Low Tensor Rank Learning of Neural Dynamics
This provides insight into the evolution of connectivity in biological and artificial neural networks, enabling reverse engineering of learning-induced changes from neural recordings, but it is incremental as it builds on known low-rank observations.
The study tackled the problem of understanding how low-rank structure in weight matrices evolves during learning in recurrent neural networks (RNNs), finding that inferred weights are low-tensor-rank and evolve over a fixed low-dimensional subspace throughout learning, validated on an RNN trained for a motor task.

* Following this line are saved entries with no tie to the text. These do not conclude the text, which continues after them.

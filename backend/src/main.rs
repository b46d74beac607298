//! Pharmacy Inventory Ledger - Backend Server
//!
//! Keeps the stock ledger for a central warehouse and its branch pharmacies:
//! catalog, transfers, point-of-sale checkout, replenishment requests and
//! alerts, served as a JSON API.

use axum::{routing::get, Router};
use std::sync::Arc;
use tower_http::{
    compression::CompressionLayer,
    cors::{Any, CorsLayer},
    trace::TraceLayer,
};
use tracing_subscriber::{layer::SubscriberExt, util::SubscriberInitExt};

mod config;
mod error;
mod external;
mod handlers;
mod routes;
mod services;

pub use config::Config;

use config::InsightProviderKind;
use error::{AppError, AppResult};
use external::GeminiClient;
use services::{InsightProvider, InsightService, InventoryService, StaticInsightProvider};

/// Application state shared across handlers
#[derive(Clone)]
pub struct AppState {
    pub inventory: InventoryService,
    pub insights: InsightService,
    pub config: Arc<Config>,
}

#[tokio::main]
async fn main() -> anyhow::Result<()> {
    // Load configuration
    dotenvy::dotenv().ok();
    let config = config::Config::load()?;

    // Initialize tracing
    let json_logs = config.logging.json;
    tracing_subscriber::registry()
        .with(
            tracing_subscriber::EnvFilter::try_from_default_env()
                .unwrap_or_else(|_| "pim_server=debug,tower_http=debug".into()),
        )
        .with(json_logs.then(|| tracing_subscriber::fmt::layer().json()))
        .with((!json_logs).then(tracing_subscriber::fmt::layer))
        .init();

    tracing::info!("Starting Pharmacy Inventory Server");
    tracing::info!("Environment: {}", config.environment);

    let provider = insight_provider(&config)?;
    tracing::info!("Insight provider: {:?}", config.insights.provider);

    // Create application state
    let state = AppState {
        inventory: InventoryService::new(
            config.ledger.policy(),
            config.ledger.tax_rate,
            config.ledger.expiry_window_days,
        ),
        insights: InsightService::new(provider),
        config: Arc::new(config.clone()),
    };

    // Build application
    let app = create_app(state);

    // Start server
    let addr = config.bind_address();
    tracing::info!("Listening on {}", addr);

    let listener = tokio::net::TcpListener::bind(&addr).await?;
    axum::serve(listener, app).await?;

    Ok(())
}

/// Pick the insight provider named in configuration
fn insight_provider(config: &Config) -> AppResult<Arc<dyn InsightProvider>> {
    let insights = &config.insights;
    match insights.provider {
        InsightProviderKind::Static => Ok(Arc::new(StaticInsightProvider::default())),
        InsightProviderKind::Gemini => {
            let api_key = insights.api_key.clone().ok_or_else(|| {
                AppError::Configuration(
                    "insights.api_key is required for the gemini provider".to_string(),
                )
            })?;
            let client = GeminiClient::new(
                insights.api_endpoint.clone(),
                api_key,
                insights.model.clone(),
                insights.timeout_secs,
            )?;
            Ok(Arc::new(client))
        }
    }
}

/// Create the application router with all routes and middleware
fn create_app(state: AppState) -> Router {
    // CORS configuration
    let cors = CorsLayer::new()
        .allow_origin(Any)
        .allow_methods(Any)
        .allow_headers(Any);

    Router::new()
        .route("/", get(root))
        .route("/health", get(health_check))
        .nest("/api/v1", routes::api_routes())
        .layer(TraceLayer::new_for_http())
        .layer(CompressionLayer::new())
        .layer(cors)
        .with_state(state)
}

/// Root endpoint
async fn root() -> &'static str {
    "Pharmacy Inventory Ledger API v1.0"
}

/// Health check endpoint
async fn health_check() -> &'static str {
    "OK"
}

Learning relies on coordinated synaptic changes in recurrently connected populations of neurons. Therefore, understanding the collective evolution of synaptic connectivity over learning is a key challenge in neuroscience and machine learning. In particular, recent work has shown that the weight matrices of task-trained RNNs are typically low rank, but how this low rank structure unfolds over learning is unknown. To address this, we investigate the rank of the 3-tensor formed by the weight matrices throughout learning. By fitting RNNs of varying rank to large-scale neural recordings during a motor learning task, we find that the inferred weights are low-tensor-rank and therefore evolve over a fixed low-dimensional subspace throughout the entire course of learning. We next validate the observation of low-tensor-rank learning on an RNN trained to solve the same task. Finally, we present a set of mathematical results bounding the matrix and tensor ranks of gradient descent learning dynamics which show that low-tensor-rank weights emerge naturally in RNNs trained to solve low-dimensional tasks. Taken together, our findings provide insight on the evolution of population connectivity over learning in both biological and artificial neural networks, and enable reverse engineering of learning-induced changes in recurrent dynamics from large-scale neural recordings.